Something's changed.
Yeah something changed! Ever hear of the theory of duhhh? People found out that your engineered toxic vaccines were causing autism and no longer let you criminals stick needles in their children! ~Freewill
There's been no rise in the rate of children diagnosed with autism
over the last three years in the US, a new study reveals, a sign that
the situation might be stabilising after several years of steady
increases.
Based on surveys of more than 30,000 parents, the number of children with
autism spectrum disorder (ASD) was 2.41 percent in the US between 2014 and 2016, with no statistically significant increase across that time.
However, the new estimate from the US National Institutes of Health (NIH) is a higher figure than the one cited in
another recent study – according to the Autism and Developmental Disabilities Monitoring (ADDM) Network, the rate was 1.46 percent in 2012.
While the numbers are different, what both the NIH and ADDM seem to
agree on is that the rate is levelling out. The ADDM had previously
noted a rise from 0.67 percent to 1.47 percent between 2000 and 2010.
"Autism now is not something rare,"
says one of the researchers, epidemiologist Wei Bao from the University of Iowa.
"It's not as rare as 1 per 1,000, as it was in the 1970s and 1980s.
With this data, now we can see it is already 1 per 41. The prevalence is
much higher than previously thought."
So why the discrepancies? One reason could be that the NIH and ADDM
surveys used different methods, with the former surveying parents and
the latter based on reports from healthcare professionals.
In this case, parents were asked if their child had ever been
diagnosed with autism, Asperger's disorder, pervasive developmental
disorder or ASD by a doctor.
On top of that, the older ADDM research only covered a select number
of sites in the US, while the NIH data was collected to form a
nationally representative sample.
However, the researchers themselves are cautioning against drawing too concrete a conclusion from just three years of data.
Some experts
have suggested
that diagnosis rates are shifting because we keep changing the
definition of what autism is. High-functioning children with Asperger
syndrome are now included in ASD figures, for example.
In fact, the definition of autism has been
shifting for decades as doctors try to understand the causes behind it. With a high inheritance rate, the condition does
appear to be genetic to some extent.
Part of the problem in understanding how autism originates is that
the signs of it – like difficulties in social interaction and
communication – don't appear until the ages of 2 or 3.
Despite the complexities, any statistical insight we can get into ASD
should help in understanding the condition and working out how it
starts, and the new research did throw up some differences between
various groups of kids.
For example,
3.54 percent of boys were reported to have ASD, compared to 1.22
percent of girls.

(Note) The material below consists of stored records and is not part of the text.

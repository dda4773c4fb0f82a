use serde::{Deserialize, Serialize};
use crate::catalog::domain::CatalogService;
use crate::core::command::{Command, CommandError};
use crate::items::dto::ItemDto;

// AcquireItemCommand covers both borrowing a book and downloading an e-book
pub struct AcquireItemCommand<'a> {
    catalog_service: &'a mut dyn CatalogService,
}

impl<'a> AcquireItemCommand<'a> {
    pub fn new(catalog_service: &'a mut dyn CatalogService) -> Self {
        Self {
            catalog_service,
        }
    }
}

#[derive(Debug, Deserialize)]
pub struct AcquireItemCommandRequest {
    pub item_id: String,
    #[serde(default)]
    pub holder: String,
}

impl AcquireItemCommandRequest {
    pub fn new(item_id: &str, holder: &str) -> Self {
        Self {
            item_id: item_id.to_string(),
            holder: holder.to_string(),
        }
    }
}

#[derive(Debug, Serialize)]
pub struct AcquireItemCommandResponse {
    pub acquired: bool,
    pub item: Option<ItemDto>,
}

impl AcquireItemCommandResponse {
    pub fn new(acquired: bool, item: Option<ItemDto>) -> Self {
        Self {
            acquired,
            item,
        }
    }
}

impl<'a> Command<AcquireItemCommandRequest, AcquireItemCommandResponse> for AcquireItemCommand<'a> {
    fn execute(&mut self, req: AcquireItemCommandRequest) -> Result<AcquireItemCommandResponse, CommandError> {
        let acquired = self.catalog_service.acquire_item(req.item_id.as_str(), req.holder.as_str())?;
        let item = self.catalog_service.find_item_by_id(req.item_id.as_str()).map(ItemDto::from);
        Ok(AcquireItemCommandResponse::new(acquired, item))
    }
}
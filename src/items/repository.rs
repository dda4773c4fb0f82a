pub mod kv_item_repository;

use crate::core::library::LibraryResult;
use crate::items::domain::model::CatalogItem;

// ItemRepository persists the whole ordered catalog as one unit
pub trait ItemRepository: Send {
    // load the stored items in their stored order, None when nothing was ever stored
    fn load(&self) -> LibraryResult<Option<Vec<CatalogItem>>>;

    // replace the stored items, returns the number of items written
    fn save(&mut self, items: &[CatalogItem]) -> LibraryResult<usize>;
}
pub const DATE_FMT: &str = "%Y-%m-%dT%H:%M:%S%.f";

pub mod serializer {
    use chrono::NaiveDateTime;
    use serde::{Deserialize, Deserializer, Serialize, Serializer};
    use serde::de::Error;
    use crate::utils::date::DATE_FMT;

    pub fn serialize<S: Serializer>(time: &NaiveDateTime, serializer: S) -> Result<S::Ok, S::Error> {
        time_to_json(*time).serialize(serializer)
    }

    pub fn deserialize<'de, D: Deserializer<'de>>(deserializer: D) -> Result<NaiveDateTime, D::Error> {
        let str_time: String = Deserialize::deserialize(deserializer)?;
        let time = NaiveDateTime::parse_from_str(&str_time, DATE_FMT).map_err(D::Error::custom)?;
        Ok(time)
    }

    // e.g. 2022-09-24T04:40:35.726029
    fn time_to_json(t: NaiveDateTime) -> String {
        format!("{}", t.format(DATE_FMT))
    }
}

#[cfg(test)]
mod tests {
    use chrono::{NaiveDate, NaiveDateTime};
    use serde::{Deserialize, Serialize};
    use crate::utils::date::serializer;

    #[derive(Debug, PartialEq, Serialize, Deserialize)]
    struct Stamped {
        #[serde(with = "serializer")]
        at: NaiveDateTime,
    }

    #[tokio::test]
    async fn test_should_serialize_date() {
        let at = NaiveDate::from_ymd_opt(2022, 9, 24).and_then(|d| d.and_hms_micro_opt(4, 40, 35, 726029))
            .expect("valid date");
        let json = serde_json::to_string(&Stamped { at }).expect("should serialize");
        assert_eq!("{\"at\":\"2022-09-24T04:40:35.726029\"}", json.as_str());
        let parsed: Stamped = serde_json::from_str(json.as_str()).expect("should parse");
        assert_eq!(at, parsed.at);
    }
}
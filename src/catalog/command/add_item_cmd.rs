use serde::{Deserialize, Serialize};
use crate::catalog::domain::CatalogService;
use crate::core::command::{Command, CommandError};
use crate::core::library::ItemKind;
use crate::items::domain::model::CatalogItem;
use crate::items::dto::ItemDto;

pub struct AddItemCommand<'a> {
    catalog_service: &'a mut dyn CatalogService,
}

impl<'a> AddItemCommand<'a> {
    pub fn new(catalog_service: &'a mut dyn CatalogService) -> Self {
        Self {
            catalog_service,
        }
    }
}

#[derive(Debug, Deserialize)]
pub struct AddItemCommandRequest {
    pub title: String,
    pub author: String,
    pub kind: ItemKind,
    #[serde(default, deserialize_with = "crate::items::dto::size::deserialize")]
    pub size_mb: Option<f64>,
}

impl AddItemCommandRequest {
    pub fn physical(title: &str, author: &str) -> Self {
        Self {
            title: title.to_string(),
            author: author.to_string(),
            kind: ItemKind::Physical,
            size_mb: None,
        }
    }

    pub fn digital(title: &str, author: &str, size_mb: f64) -> Self {
        Self {
            title: title.to_string(),
            author: author.to_string(),
            kind: ItemKind::Digital,
            size_mb: Some(size_mb),
        }
    }

    pub fn build_item(&self) -> Result<CatalogItem, CommandError> {
        let title = self.title.trim();
        let author = self.author.trim();
        if title.is_empty() || author.is_empty() {
            return Err(CommandError::validation("title and author are required"));
        }
        match self.kind {
            ItemKind::Physical => Ok(CatalogItem::physical(title, author)),
            ItemKind::Digital => match self.size_mb {
                Some(size) if size.is_finite() && size >= 0.0 => Ok(CatalogItem::digital(title, author, size)),
                other => Err(CommandError::validation(
                    format!("e-book size must be a non-negative number of MB, got {:?}", other).as_str())),
            },
        }
    }
}

#[derive(Debug, Serialize)]
pub struct AddItemCommandResponse {
    pub item: ItemDto,
    pub added: bool,
}

impl AddItemCommandResponse {
    pub fn new(item: ItemDto, added: bool) -> Self {
        Self {
            item,
            added,
        }
    }
}

impl<'a> Command<AddItemCommandRequest, AddItemCommandResponse> for AddItemCommand<'a> {
    fn execute(&mut self, req: AddItemCommandRequest) -> Result<AddItemCommandResponse, CommandError> {
        let item = req.build_item()?;
        let dto = ItemDto::from(&item);
        self.catalog_service.add_item(item).map_err(CommandError::from).map(|added| AddItemCommandResponse::new(dto, added))
    }
}

#[cfg(test)]
mod tests {
    use crate::catalog::command::add_item_cmd::{AddItemCommand, AddItemCommandRequest};
    use crate::catalog::factory;
    use crate::core::command::{Command, CommandError};
    use crate::core::domain::Configuration;
    use crate::core::library::ItemKind;
    use crate::core::repository::RepositoryStore;

    #[tokio::test]
    async fn test_should_run_add_item() {
        let mut svc = factory::create_catalog_service(&Configuration::new("test").without_defaults(), RepositoryStore::Memory).expect("should create");
        let res = AddItemCommand::new(&mut *svc).execute(AddItemCommandRequest::physical(" Emma ", "Jane Austen"))
            .expect("should add item");
        assert!(res.added);
        assert_eq!("Emma", res.item.title.as_str());
        let res = AddItemCommand::new(&mut *svc).execute(AddItemCommandRequest::digital("Dune", "Frank Herbert", 3.1))
            .expect("should add item");
        assert_eq!(ItemKind::Digital, res.item.kind);
        assert_eq!(Some(3.1), res.item.size_mb);
        assert_eq!(2, svc.items().len());
    }

    #[tokio::test]
    async fn test_should_reject_invalid_item() {
        let mut svc = factory::create_catalog_service(&Configuration::new("test").without_defaults(), RepositoryStore::Memory).expect("should create");
        let mut cmd = AddItemCommand::new(&mut *svc);
        assert!(matches!(cmd.execute(AddItemCommandRequest::physical("", "Jane Austen")), Err(CommandError::Validation { .. })));
        assert!(matches!(cmd.execute(AddItemCommandRequest::digital("Dune", "Frank Herbert", -1.0)), Err(CommandError::Validation { .. })));
        let mut no_size = AddItemCommandRequest::digital("Dune", "Frank Herbert", 1.0);
        no_size.size_mb = None;
        assert!(matches!(cmd.execute(no_size), Err(CommandError::Validation { .. })));
        assert!(svc.items().is_empty());
    }

    #[tokio::test]
    async fn test_should_parse_form_request() {
        let req: AddItemCommandRequest = serde_json::from_str(
            r#"{"title": "Dune", "author": "Frank Herbert", "kind": "ebook", "size_mb": "2.5"}"#).expect("should parse");
        assert_eq!(ItemKind::Digital, req.kind);
        assert_eq!(Some(2.5), req.size_mb);
    }
}
use std::collections::HashMap;
use chrono::{NaiveDateTime, Utc};
use serde::{Deserialize, Serialize};
use uuid::Uuid;
use crate::utils::date::serializer;

// DomainEventType defines type of event for catalog changes
#[derive(Debug, PartialEq, Clone, Copy, Serialize, Deserialize)]
pub enum DomainEventType {
    Added,
    Removed,
    Acquired,
    Released,
    Reordered,
}

// DomainEvent abstracts a catalog change; the presentation layer re-renders on receipt
#[derive(Debug, PartialEq, Clone, Serialize, Deserialize)]
pub struct DomainEvent {
    pub event_id: String,
    pub name: String,
    pub group: String,
    pub key: String,
    pub kind: DomainEventType,
    pub metadata: HashMap<String, String>,
    pub json_data: String,
    #[serde(with = "serializer")]
    pub created_at: NaiveDateTime,
}

impl DomainEvent {
    pub fn added<T: Serialize>(name: &str, group: &str, key: &str, metadata: &HashMap<String, String>, data: &T) -> serde_json::Result<Self> {
        Self::with_data(name, group, key, DomainEventType::Added, metadata, data)
    }

    pub fn removed<T: Serialize>(name: &str, group: &str, key: &str, metadata: &HashMap<String, String>, data: &T) -> serde_json::Result<Self> {
        Self::with_data(name, group, key, DomainEventType::Removed, metadata, data)
    }

    pub fn acquired<T: Serialize>(name: &str, group: &str, key: &str, metadata: &HashMap<String, String>, data: &T) -> serde_json::Result<Self> {
        Self::with_data(name, group, key, DomainEventType::Acquired, metadata, data)
    }

    pub fn released<T: Serialize>(name: &str, group: &str, key: &str, metadata: &HashMap<String, String>, data: &T) -> serde_json::Result<Self> {
        Self::with_data(name, group, key, DomainEventType::Released, metadata, data)
    }

    pub fn reordered<T: Serialize>(name: &str, group: &str, key: &str, metadata: &HashMap<String, String>, data: &T) -> serde_json::Result<Self> {
        Self::with_data(name, group, key, DomainEventType::Reordered, metadata, data)
    }

    fn with_data<T: Serialize>(name: &str, group: &str, key: &str, kind: DomainEventType,
                               metadata: &HashMap<String, String>, data: &T) -> serde_json::Result<Self> {
        let json = serde_json::to_string(&data)?;
        Ok(Self::build(name, group, key, kind, metadata, json))
    }

    fn build(name: &str, group: &str, key: &str, kind: DomainEventType, metadata: &HashMap<String, String>, json: String) -> DomainEvent {
        DomainEvent {
            event_id: Uuid::new_v4().to_string(),
            name: name.to_string(),
            group: group.to_string(),
            key: key.to_string(),
            kind,
            metadata: metadata.clone(),
            json_data: json,
            created_at: Utc::now().naive_utc(),
        }
    }
}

Rates were 1.78 percent in Hispanic children, 2.36
percent in black children, and 2.71 percent in white children, though
the researchers didn't go into why this might be.
At its most basic, this research means we know a little more about
what we're dealing with, and that there doesn't seem to have been an
increase in rates over the last three years.
The researchers involved state that they want to see these figures carefully monitored in the years ahead.
"After many years of seeing a slow but steady increase in the
prevalence of autism spectrum disorders, it is encouraging that the most
recent national data failed to find any increase during the most recent
three-year period,"
says Andrew Adesman, from the Cohen Children's Medical Center of New York, who wasn't involved in the study.
"Although it is encouraging that the prevalence of autism spectrum
disorders is not increasing further, we don't have a good understanding
of why the prevalence increased in recent previous years, and it remains
concerning that the prevalence is as high as it is."
The research has been published in the
Journal of the American Medical Association.